If a line in the records below holds the word "with", copy it.

━━━━━━━━━━━━━━━━━━━━

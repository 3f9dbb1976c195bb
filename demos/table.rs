//! Fixed-width table with a header, custom styles, a styled cell and a
//! highlighted row. Press Ctrl+C to quit.
//!
//! Run with `RUST_LOG=debug` to get a trace in `tabula.log`.

use tabula::ratatui::layout::Rect;
use tabula::ratatui::style::{Color, Modifier, Style};
use tabula::widgets::{row, ColumnWidth, Justify, Table, TableConfig, TableStyle};
use tabula::{
    log_to_file, CrosstermKeys, EventSource, Screen, ScreenHandle, StyledText, Terminal,
    TerminalSession,
};

fn rgb(hex: u32) -> Color {
    Color::Rgb((hex >> 16) as u8, (hex >> 8) as u8, hex as u8)
}

fn main() -> Result<(), Box<dyn std::error::Error>> {
    env_logger::Builder::from_default_env()
        .target(env_logger::Target::Pipe(Box::new(log_to_file("tabula.log")?)))
        .init();

    let _session = TerminalSession::start()?;
    let mut screen = ScreenHandle::new(Screen::stdout()?);
    let fg = rgb(0xA2AADD);

    // 40x10 window at the top left
    let window = screen.window(Rect::new(0, 0, 40, 10));
    let config = TableConfig {
        header: Some(vec!["Items".into(), "Price".into(), "Count".into()]),
        style: TableStyle {
            header: Style::default()
                .bg(rgb(0x232D51))
                .fg(fg)
                .add_modifier(Modifier::BOLD),
            row: Style::default().bg(rgb(0x1B1E2D)).fg(fg),
            alt_row: Style::default().bg(rgb(0x181A28)).fg(fg),
            highlight: Style::default().bg(rgb(0x232D51)).fg(fg),
        },
        ..TableConfig::default()
    };
    let widths = [ColumnWidth::Remainder, ColumnWidth::Fixed(6), ColumnWidth::Fixed(6)];
    let mut table = Table::new(&window, &widths, config);
    table.set_column_format(1, Justify::Right)?;
    table.set_column_format(2, Justify::Right)?;

    let rows = vec![
        row!["Food", StyledText::styled("2.4", Style::default().fg(rgb(0xff0000))), 10],
        row!["Textiles", 5.8, 18],
        row!["Radioactives", 17.9, 25],
        table.highlight_row(row!["Luxuries", "98.1", "2"]),
        row!["Computers", 67.2, 7],
        row!["Machinery", 45.8, 8],
    ];
    // slicing is how callers page through longer data
    let page = usize::from(table.page_size()).min(rows.len());
    table.update(rows[..page].iter().cloned());
    table.draw()?;
    screen.flush()?;

    log::info!("table demo drawn, waiting for Ctrl+C");
    CrosstermKeys::new().listen(&mut |_| Ok(()))?;
    Ok(())
}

━━━━━━━━━━━━━━━━━━━━

# Task result
//! Fixed-width table with a header, custom styles, a styled cell and a
//! Run with `RUST_LOG=debug` to get a trace in `tabula.log`.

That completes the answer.